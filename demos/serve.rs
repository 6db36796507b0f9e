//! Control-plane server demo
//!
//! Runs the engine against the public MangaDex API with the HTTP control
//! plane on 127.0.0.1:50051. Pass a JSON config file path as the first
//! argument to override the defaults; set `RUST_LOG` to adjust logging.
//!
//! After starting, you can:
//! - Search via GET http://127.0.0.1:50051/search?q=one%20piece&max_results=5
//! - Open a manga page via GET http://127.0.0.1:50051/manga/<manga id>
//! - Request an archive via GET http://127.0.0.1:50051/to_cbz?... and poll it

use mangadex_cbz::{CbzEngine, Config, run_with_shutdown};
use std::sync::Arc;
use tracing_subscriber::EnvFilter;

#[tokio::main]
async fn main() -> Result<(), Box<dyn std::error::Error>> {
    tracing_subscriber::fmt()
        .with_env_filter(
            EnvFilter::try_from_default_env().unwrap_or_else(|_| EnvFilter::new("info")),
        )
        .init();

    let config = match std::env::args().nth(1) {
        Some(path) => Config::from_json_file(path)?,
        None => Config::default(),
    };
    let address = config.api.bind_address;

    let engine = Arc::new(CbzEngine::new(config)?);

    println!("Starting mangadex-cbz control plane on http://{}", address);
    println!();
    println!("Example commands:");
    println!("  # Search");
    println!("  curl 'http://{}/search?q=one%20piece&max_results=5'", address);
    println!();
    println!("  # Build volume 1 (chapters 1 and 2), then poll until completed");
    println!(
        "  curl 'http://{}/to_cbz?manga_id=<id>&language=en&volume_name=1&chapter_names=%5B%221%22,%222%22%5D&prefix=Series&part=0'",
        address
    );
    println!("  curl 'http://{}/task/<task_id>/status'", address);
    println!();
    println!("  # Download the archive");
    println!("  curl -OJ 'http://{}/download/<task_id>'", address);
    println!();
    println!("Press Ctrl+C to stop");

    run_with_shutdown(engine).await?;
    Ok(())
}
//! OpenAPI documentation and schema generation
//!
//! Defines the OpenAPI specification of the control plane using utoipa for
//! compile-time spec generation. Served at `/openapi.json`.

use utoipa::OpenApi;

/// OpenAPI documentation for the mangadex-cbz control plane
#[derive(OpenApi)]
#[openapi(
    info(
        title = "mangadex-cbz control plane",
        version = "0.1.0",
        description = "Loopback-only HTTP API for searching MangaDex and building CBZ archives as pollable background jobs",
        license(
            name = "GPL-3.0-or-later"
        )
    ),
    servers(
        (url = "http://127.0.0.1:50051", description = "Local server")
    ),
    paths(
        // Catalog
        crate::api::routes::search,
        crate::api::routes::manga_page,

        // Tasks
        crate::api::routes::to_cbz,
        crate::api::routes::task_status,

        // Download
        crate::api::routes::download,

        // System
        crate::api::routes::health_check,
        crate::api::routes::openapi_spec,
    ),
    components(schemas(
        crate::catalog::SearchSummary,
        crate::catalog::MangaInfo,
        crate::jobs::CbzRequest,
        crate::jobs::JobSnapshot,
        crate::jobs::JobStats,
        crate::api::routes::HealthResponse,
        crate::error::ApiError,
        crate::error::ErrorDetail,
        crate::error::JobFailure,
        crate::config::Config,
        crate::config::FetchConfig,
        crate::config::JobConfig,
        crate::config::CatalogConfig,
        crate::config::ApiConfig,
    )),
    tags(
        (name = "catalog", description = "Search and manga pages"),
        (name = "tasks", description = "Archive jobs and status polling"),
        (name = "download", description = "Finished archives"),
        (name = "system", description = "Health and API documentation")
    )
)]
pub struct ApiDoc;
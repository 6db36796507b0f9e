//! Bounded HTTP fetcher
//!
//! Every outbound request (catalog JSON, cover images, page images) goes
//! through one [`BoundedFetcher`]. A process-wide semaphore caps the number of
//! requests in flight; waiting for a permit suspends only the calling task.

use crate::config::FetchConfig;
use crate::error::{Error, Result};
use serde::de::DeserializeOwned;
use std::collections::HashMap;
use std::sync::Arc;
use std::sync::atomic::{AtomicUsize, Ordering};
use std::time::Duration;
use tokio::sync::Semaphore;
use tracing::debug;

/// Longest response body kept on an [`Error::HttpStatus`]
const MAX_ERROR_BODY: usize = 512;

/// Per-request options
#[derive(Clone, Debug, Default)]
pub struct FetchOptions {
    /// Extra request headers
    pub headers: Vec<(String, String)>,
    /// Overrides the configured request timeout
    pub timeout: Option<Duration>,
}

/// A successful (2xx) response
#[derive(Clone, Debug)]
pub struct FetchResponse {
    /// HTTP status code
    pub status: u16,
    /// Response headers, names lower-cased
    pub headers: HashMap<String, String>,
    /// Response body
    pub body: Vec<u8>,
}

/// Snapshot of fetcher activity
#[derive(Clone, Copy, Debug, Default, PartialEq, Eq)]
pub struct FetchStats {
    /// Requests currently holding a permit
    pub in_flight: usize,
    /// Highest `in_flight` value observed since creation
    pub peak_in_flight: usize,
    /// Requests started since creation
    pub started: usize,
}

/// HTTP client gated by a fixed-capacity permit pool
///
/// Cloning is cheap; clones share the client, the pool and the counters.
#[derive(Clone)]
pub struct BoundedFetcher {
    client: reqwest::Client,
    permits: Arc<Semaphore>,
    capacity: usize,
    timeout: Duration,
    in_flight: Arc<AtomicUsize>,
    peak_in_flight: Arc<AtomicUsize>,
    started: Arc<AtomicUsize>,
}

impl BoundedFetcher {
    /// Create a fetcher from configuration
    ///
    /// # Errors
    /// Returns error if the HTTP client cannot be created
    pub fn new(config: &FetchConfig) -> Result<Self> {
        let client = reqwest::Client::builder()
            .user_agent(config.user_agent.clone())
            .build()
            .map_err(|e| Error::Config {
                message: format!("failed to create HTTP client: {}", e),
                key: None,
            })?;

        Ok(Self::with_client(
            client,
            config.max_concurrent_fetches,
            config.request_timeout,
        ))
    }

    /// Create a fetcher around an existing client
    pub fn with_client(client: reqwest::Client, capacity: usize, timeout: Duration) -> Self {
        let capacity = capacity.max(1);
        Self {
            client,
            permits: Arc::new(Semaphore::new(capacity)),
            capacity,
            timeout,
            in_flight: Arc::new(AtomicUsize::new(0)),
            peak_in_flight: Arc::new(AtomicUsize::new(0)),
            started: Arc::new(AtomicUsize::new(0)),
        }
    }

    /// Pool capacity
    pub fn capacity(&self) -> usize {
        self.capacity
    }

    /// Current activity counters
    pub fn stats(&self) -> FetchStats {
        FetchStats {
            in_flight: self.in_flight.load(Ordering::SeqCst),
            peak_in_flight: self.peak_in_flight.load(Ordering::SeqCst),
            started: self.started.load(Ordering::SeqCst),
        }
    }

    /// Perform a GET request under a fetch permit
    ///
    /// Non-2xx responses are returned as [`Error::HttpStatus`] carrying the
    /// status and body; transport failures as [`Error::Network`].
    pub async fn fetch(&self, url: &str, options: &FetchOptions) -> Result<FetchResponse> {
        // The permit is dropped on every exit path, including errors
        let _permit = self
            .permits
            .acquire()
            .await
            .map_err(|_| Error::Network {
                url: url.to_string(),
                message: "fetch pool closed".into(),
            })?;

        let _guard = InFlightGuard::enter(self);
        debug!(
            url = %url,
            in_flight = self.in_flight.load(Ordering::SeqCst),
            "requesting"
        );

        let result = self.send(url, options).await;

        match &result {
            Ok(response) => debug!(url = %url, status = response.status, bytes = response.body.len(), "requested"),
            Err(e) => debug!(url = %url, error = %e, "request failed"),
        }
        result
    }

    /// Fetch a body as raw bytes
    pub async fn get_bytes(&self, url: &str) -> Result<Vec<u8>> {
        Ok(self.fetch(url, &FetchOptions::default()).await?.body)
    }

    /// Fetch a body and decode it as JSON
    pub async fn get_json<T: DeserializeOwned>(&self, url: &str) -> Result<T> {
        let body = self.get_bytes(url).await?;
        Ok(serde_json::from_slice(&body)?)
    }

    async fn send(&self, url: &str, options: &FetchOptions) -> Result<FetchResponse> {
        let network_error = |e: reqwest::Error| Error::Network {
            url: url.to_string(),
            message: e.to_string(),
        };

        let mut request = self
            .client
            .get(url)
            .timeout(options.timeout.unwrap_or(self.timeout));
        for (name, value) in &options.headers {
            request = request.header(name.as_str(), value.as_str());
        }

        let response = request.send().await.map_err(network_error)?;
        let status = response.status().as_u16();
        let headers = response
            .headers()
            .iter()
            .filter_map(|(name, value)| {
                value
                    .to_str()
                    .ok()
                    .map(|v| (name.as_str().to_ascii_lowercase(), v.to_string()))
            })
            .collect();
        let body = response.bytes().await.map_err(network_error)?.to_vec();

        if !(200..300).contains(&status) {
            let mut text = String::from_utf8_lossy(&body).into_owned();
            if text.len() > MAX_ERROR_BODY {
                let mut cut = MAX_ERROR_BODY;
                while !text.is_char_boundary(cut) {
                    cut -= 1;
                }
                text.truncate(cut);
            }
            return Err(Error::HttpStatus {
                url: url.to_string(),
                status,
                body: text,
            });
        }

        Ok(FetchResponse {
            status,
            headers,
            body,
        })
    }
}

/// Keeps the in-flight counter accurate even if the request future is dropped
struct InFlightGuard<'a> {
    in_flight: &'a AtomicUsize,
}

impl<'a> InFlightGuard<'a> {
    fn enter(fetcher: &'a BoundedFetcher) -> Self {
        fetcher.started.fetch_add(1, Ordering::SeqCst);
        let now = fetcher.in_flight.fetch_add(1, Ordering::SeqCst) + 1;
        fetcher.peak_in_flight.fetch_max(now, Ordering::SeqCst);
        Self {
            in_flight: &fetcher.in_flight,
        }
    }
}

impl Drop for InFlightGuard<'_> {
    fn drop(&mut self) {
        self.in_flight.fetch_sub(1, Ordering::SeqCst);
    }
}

######

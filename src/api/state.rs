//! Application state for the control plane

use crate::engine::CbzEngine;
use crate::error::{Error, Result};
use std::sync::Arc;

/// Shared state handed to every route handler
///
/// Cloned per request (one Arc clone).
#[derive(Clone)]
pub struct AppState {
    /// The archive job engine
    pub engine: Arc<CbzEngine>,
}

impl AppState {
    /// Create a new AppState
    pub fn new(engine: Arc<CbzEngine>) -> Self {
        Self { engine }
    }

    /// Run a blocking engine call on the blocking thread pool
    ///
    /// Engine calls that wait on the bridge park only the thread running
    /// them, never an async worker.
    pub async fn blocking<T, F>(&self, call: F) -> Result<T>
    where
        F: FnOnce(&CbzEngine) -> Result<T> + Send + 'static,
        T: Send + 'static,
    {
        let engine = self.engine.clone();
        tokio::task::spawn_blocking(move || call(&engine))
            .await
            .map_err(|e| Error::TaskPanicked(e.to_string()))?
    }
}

######

(WORK TO COMPLETE) Which lines in the records above contain the word "enter"? Return each of them.

(ANSWER SECTION)
        let _guard = InFlightGuard::enter(self);
    fn enter(fetcher: &'a BoundedFetcher) -> Self {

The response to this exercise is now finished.